The rating was from the Women’s National Officials Rating Committee, established in 1928 as the first national women’s officiating board to improve the quality of officiating for girls sports.

Play ball!

A traveling team of ethnic Chinese baseball players from Hawaii played Bates in June 1915.

This photograph shows the ethnic Chinese baseball team from Hawaii that came to the U.S. to face college teams in 1914, one year before a team traveled to the U.S. and played Bates, among other college teams. (Bain News Service photograph collection / Library of Congress Prints and Photographs Division)

“We are glad to have these men with us and to engage in competitions,” said The Bates Student. “The world is hourly becoming more cosmopolitan, and after all the fundamental differences in men are small.”

Speedy Bobcat

As far as we can tell, two automobiles have carried the bobcat name: the forgettable Mercury Bobcat and the more sharp-looking Marion Bobcat, a “powerful speed car” made by the Marion Motor Car Co. of Indianapolis, Ind., that you could pick up in 1914 for $2,150.

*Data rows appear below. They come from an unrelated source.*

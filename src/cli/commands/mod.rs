//! CLI command implementations.

pub mod banner;
pub mod cache;
pub mod fetch;
#![allow(dead_code)]

pub mod database;
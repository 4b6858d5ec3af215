//! In-process content cache backed by moka.
//!
//! Every entry lives for the configured expiration and is then dropped; nothing
//! refreshes an entry's lifetime except a new `set`.

use async_trait::async_trait;
use moka::future::Cache;
use std::sync::atomic::{AtomicBool, Ordering};
use std::time::Duration;
use tracing::debug;

use super::key::cache_key;
use crate::domain::errors::{BannerError, DomainResult};
use crate::domain::models::BannerKey;
use crate::domain::ports::ContentCache;

/// Maximum number of cached content entries.
const DEFAULT_MAX_CAPACITY: u64 = 10_000;

pub struct MokaContentCache {
    entries: Cache<String, String>,
    closed: AtomicBool,
}

impl MokaContentCache {
    /// Create a cache whose entries expire after `expiration`.
    pub fn new(expiration: Duration) -> Self {
        Self::with_capacity(expiration, DEFAULT_MAX_CAPACITY)
    }

    pub fn with_capacity(expiration: Duration, max_capacity: u64) -> Self {
        let entries = Cache::builder()
            .max_capacity(max_capacity)
            .time_to_live(expiration)
            .build();

        Self {
            entries,
            closed: AtomicBool::new(false),
        }
    }

    fn ensure_open(&self, operation: &'static str) -> DomainResult<()> {
        if self.closed.load(Ordering::Acquire) {
            return Err(BannerError::internal(operation, "content cache is shut down"));
        }
        Ok(())
    }
}

#[async_trait]
impl ContentCache for MokaContentCache {
    async fn get(&self, key: BannerKey) -> DomainResult<Option<String>> {
        self.ensure_open("cache_get")?;
        Ok(self.entries.get(&cache_key(key)).await)
    }

    async fn set(&self, key: BannerKey, content: &str) -> DomainResult<()> {
        self.ensure_open("cache_set")?;
        self.entries.insert(cache_key(key), content.to_string()).await;
        Ok(())
    }

    async fn clear(&self) -> DomainResult<()> {
        self.ensure_open("cache_clear")?;
        self.entries.invalidate_all();
        self.entries.run_pending_tasks().await;
        Ok(())
    }

    async fn ping(&self) -> DomainResult<()> {
        self.ensure_open("cache_ping")
    }

    async fn shutdown(&self) {
        if !self.closed.swap(true, Ordering::AcqRel) {
            self.entries.invalidate_all();
            debug!("Content cache closed");
        }
    }
}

Pictured is a 1910 Marion Bobcat in front of the J.T. Dyer Store located in Richmond, Texas. (Fort Bend Museum Collection / The Portal to Texas History)

It was advertised as a “low hung, sturdily built, powerful and fast, ideal for long-distance runs in hilly, sandy, and rugged country.”

“The touring season is close at hand,” said an advertisement in The Daily Republican of Rushville, Indiana, in July 1915, “fresh air, renewed vigor and health are yours to obtain after a hard winter. The Marion Bobcat will show you the beauties of the open road and do it safely, economically, and constantly.” The Marion Motor Co. merged with other car companies in 1915.

Lucky 13 for Fulbright

Bates is one of just 21 undergraduate liberal arts colleges that can claim being a Fulbright Student Top Producer for 13 straight years.

Twice in the past six years, Bates has been the No. 1 producer of Fulbright Student awards.